Quartile rating: 5.5/10 · 1 rating
On the last day of the first manned mission to Mars, a crew member of Tantalus Base believes he has made an astounding discovery – fossilized evidence of bacterial life. Unwilling to let the relief crew claim all the glory, he disobeys orders to pack up and goes out on an unauthorized expedition to collect further samples. But a routine excavation turns to disaster when the porous ground collapses and he falls into a deep crevice. His devastated colleagues attempt to recover his body. However, when another vanishes, they start to suspect that the life-form they have discovered is not without danger.
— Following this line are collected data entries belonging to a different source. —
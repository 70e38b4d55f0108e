mod commands;

use clap::{Parser, Subcommand};
use tracing_subscriber::EnvFilter;

#[derive(Debug, Parser)]
#[command(name = "newsdigest-cli")]
#[command(about = "News digest command line interface")]
struct Cli {
    #[command(subcommand)]
    command: Option<Commands>,
}

#[derive(Debug, Subcommand)]
enum Commands {
    /// Apply pending database migrations
    Migrate,
    /// Fetch, summarize, classify, and store articles
    Ingest {
        /// Section to ingest (slug such as `economy`, or the portal name)
        #[arg(long, required_unless_present = "all", conflicts_with = "all")]
        section: Option<String>,

        /// Ingest every section with the configured retry policy
        #[arg(long)]
        all: bool,

        /// Articles to fetch per section (1-200); defaults to the configured value
        #[arg(long, value_parser = parse_count)]
        count: Option<usize>,
    },
    /// Run one maintenance sweep: dedup, backfill, integrity check
    Maintain,
    /// Print article statistics
    Stats {
        /// Print JSON instead of a text summary
        #[arg(long)]
        json: bool,
    },
    /// Probe the database and report process memory
    Health,
}

fn parse_count(raw: &str) -> Result<usize, String> {
    let count: usize = raw
        .parse()
        .map_err(|e| format!("'{raw}' is not a number: {e}"))?;
    if (1..=200).contains(&count) {
        Ok(count)
    } else {
        Err(format!("count must be between 1 and 200, got {count}"))
    }
}

#[tokio::main]
async fn main() -> anyhow::Result<()> {
    dotenvy::dotenv().ok();

    let cli = Cli::parse();
    let Some(command) = cli.command else {
        println!("newsdigest-cli: no command given; see --help");
        return Ok(());
    };

    let config = newsdigest_core::load_app_config()?;
    let env_filter = EnvFilter::try_from_default_env()
        .or_else(|_| EnvFilter::try_new(config.log_level.clone()))?;
    tracing_subscriber::fmt().with_env_filter(env_filter).init();

    let pool_config = newsdigest_db::PoolConfig::from_app_config(&config);
    let pool = newsdigest_db::connect_pool(&config.database_url, pool_config).await?;
    tracing::debug!(command = ?command, "running command");

    match command {
        Commands::Migrate => commands::run_migrate(&pool).await,
        Commands::Ingest {
            section,
            all,
            count,
        } => {
            newsdigest_db::run_migrations(&pool).await?;
            let count = count.unwrap_or(config.articles_per_section);
            let ctx = commands::pipeline_context(pool, &config)?;
            if all {
                commands::run_ingest_all(&ctx, &config, count).await
            } else {
                let section = section.unwrap_or_default();
                commands::run_ingest_section(&ctx, &section, count).await
            }
        }
        Commands::Maintain => {
            newsdigest_db::run_migrations(&pool).await?;
            let ctx = commands::pipeline_context(pool, &config)?;
            commands::run_maintain(&ctx).await
        }
        Commands::Stats { json } => {
            newsdigest_db::run_migrations(&pool).await?;
            commands::run_stats(&pool, json).await
        }
        Commands::Health => commands::run_health(&pool).await,
    }
}
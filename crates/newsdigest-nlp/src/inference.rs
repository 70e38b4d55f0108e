//! Client for a hosted model inference endpoint.
//!
//! Models are addressed as `POST {base_url}/models/{model}` with a JSON body
//! of `{"inputs": ..., "parameters": ...}`.

use std::sync::Arc;
use std::time::Duration;

use async_trait::async_trait;
use newsdigest_core::{Sentiment, SentimentLabel};
use serde::de::DeserializeOwned;
use serde::Deserialize;
use serde_json::{json, Value};

use crate::error::NlpError;
use crate::{ensure_summarizable, truncate_chars, SentimentClassifier, Summarizer};

/// Character budget sent to the summarization model.
const SUMMARY_INPUT_CHARS: usize = 2_000;

/// Character budget sent to the classifier (its encoder caps at 512 tokens).
const CLASSIFIER_INPUT_CHARS: usize = 512;

const REQUEST_TIMEOUT_SECS: u64 = 60;

/// Shared HTTP client for the inference endpoint.
#[derive(Debug)]
pub struct InferenceClient {
    client: reqwest::Client,
    base_url: String,
    api_key: Option<String>,
}

impl InferenceClient {
    /// # Errors
    ///
    /// Returns [`NlpError::Http`] if the underlying `reqwest::Client` cannot
    /// be constructed.
    pub fn new(base_url: &str, api_key: Option<String>) -> Result<Self, NlpError> {
        let client = reqwest::Client::builder()
            .timeout(Duration::from_secs(REQUEST_TIMEOUT_SECS))
            .connect_timeout(Duration::from_secs(10))
            .build()?;
        Ok(Self {
            client,
            base_url: base_url.trim_end_matches('/').to_string(),
            api_key,
        })
    }

    async fn invoke<T: DeserializeOwned>(&self, model: &str, body: &Value) -> Result<T, NlpError> {
        let url = format!("{}/models/{model}", self.base_url);
        let mut request = self.client.post(&url).json(body);
        if let Some(key) = &self.api_key {
            request = request.bearer_auth(key);
        }

        let response = request.send().await?;
        let status = response.status();
        if !status.is_success() {
            return Err(NlpError::UnexpectedStatus {
                model: model.to_string(),
                status: status.as_u16(),
            });
        }

        let text = response.text().await?;
        serde_json::from_str::<T>(&text).map_err(|e| NlpError::InvalidResponse {
            model: model.to_string(),
            reason: e.to_string(),
        })
    }
}

#[derive(Debug, Deserialize)]
struct SummaryOutput {
    summary_text: String,
}

#[derive(Debug, Clone, Deserialize)]
struct LabelScore {
    label: String,
    score: f64,
}

/// Classification endpoints answer either with a flat list of label scores
/// or with one list per input.
#[derive(Debug, Deserialize)]
#[serde(untagged)]
enum ClassificationOutput {
    Nested(Vec<Vec<LabelScore>>),
    Flat(Vec<LabelScore>),
}

impl ClassificationOutput {
    fn best(self) -> Option<LabelScore> {
        let candidates = match self {
            ClassificationOutput::Nested(batches) => batches.into_iter().next().unwrap_or_default(),
            ClassificationOutput::Flat(scores) => scores,
        };
        candidates
            .into_iter()
            .max_by(|a, b| a.score.total_cmp(&b.score))
    }
}

/// Summarizer backed by a sequence-to-sequence model.
#[derive(Debug)]
pub struct InferenceSummarizer {
    client: Arc<InferenceClient>,
    model: String,
    min_length: u32,
    max_length: u32,
}

impl InferenceSummarizer {
    #[must_use]
    pub fn new(
        client: Arc<InferenceClient>,
        model: &str,
        min_length: u32,
        max_length: u32,
    ) -> Self {
        Self {
            client,
            model: model.to_string(),
            min_length,
            max_length,
        }
    }
}

#[async_trait]
impl Summarizer for InferenceSummarizer {
    async fn summarize(&self, text: &str) -> Result<String, NlpError> {
        ensure_summarizable(text)?;
        let body = json!({
            "inputs": truncate_chars(text.trim(), SUMMARY_INPUT_CHARS),
            "parameters": {
                "min_length": self.min_length,
                "max_length": self.max_length,
                "do_sample": false,
            },
            "options": { "wait_for_model": true },
        });

        let outputs: Vec<SummaryOutput> = self.client.invoke(&self.model, &body).await?;
        let summary = outputs
            .into_iter()
            .next()
            .map(|o| o.summary_text.trim().to_string())
            .filter(|s| !s.is_empty())
            .ok_or_else(|| NlpError::InvalidResponse {
                model: self.model.clone(),
                reason: "no summary_text in response".to_string(),
            })?;
        Ok(summary)
    }
}

/// Sentiment classifier backed by a sequence-classification model.
#[derive(Debug)]
pub struct InferenceClassifier {
    client: Arc<InferenceClient>,
    model: String,
}

impl InferenceClassifier {
    #[must_use]
    pub fn new(client: Arc<InferenceClient>, model: &str) -> Self {
        Self {
            client,
            model: model.to_string(),
        }
    }
}

#[async_trait]
impl SentimentClassifier for InferenceClassifier {
    async fn classify(&self, text: &str) -> Result<Sentiment, NlpError> {
        let text = text.trim();
        if text.is_empty() {
            return Err(NlpError::InputTooShort { chars: 0, min: 1 });
        }
        let body = json!({
            "inputs": truncate_chars(text, CLASSIFIER_INPUT_CHARS),
            "options": { "wait_for_model": true },
        });

        let output: ClassificationOutput = self.client.invoke(&self.model, &body).await?;
        let best = output.best().ok_or_else(|| NlpError::InvalidResponse {
            model: self.model.clone(),
            reason: "empty label list".to_string(),
        })?;

        let label = SentimentLabel::from_model_label(&best.label)
            .map_err(|_| NlpError::UnknownLabel(best.label.clone()))?;
        Ok(Sentiment {
            label,
            score: best.score.clamp(0.0, 1.0),
        })
    }
}

#[cfg(test)]
mod tests {
    use super::*;

    #[test]
    fn nested_output_picks_highest_score() {
        let output: ClassificationOutput = serde_json::from_str(
            r#"[[{"label":"LABEL_0","score":0.1},{"label":"LABEL_2","score":0.7},{"label":"LABEL_1","score":0.2}]]"#,
        )
        .unwrap();
        let best = output.best().unwrap();
        assert_eq!(best.label, "LABEL_2");
    }

    #[test]
    fn flat_output_picks_highest_score() {
        let output: ClassificationOutput =
            serde_json::from_str(r#"[{"label":"negative","score":0.91}]"#).unwrap();
        assert_eq!(output.best().unwrap().label, "negative");
    }

    #[test]
    fn empty_output_has_no_best() {
        let output: ClassificationOutput = serde_json::from_str("[]").unwrap();
        assert!(output.best().is_none());
    }
}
The Last Days on Mars blends sci-fi survival horror with zombie tropes in a way that feels more derivative than inventive — the premise squanders its Mars setting by essentially delivering a standard infection/zombie thriller that could have taken place anywhere. The plot starts promisingly but devolves into familiar genre beats with little payoff. Acting is competent, anchored by Liev Schreiber, keeping things watchable even as the script lets the cast down. Cinematography captures a decent Martian atmosphere with dusty, desolate visuals, though the budget limitations show. The ending is unsatisfying and abrupt, failing to deliver meaningful resolution or emotional weight. Novelty is low because the zombie-on-Mars concept, while intriguing on paper, is executed in a thoroughly by-the-numbers fashion that echoes countless other infected-crew thrillers.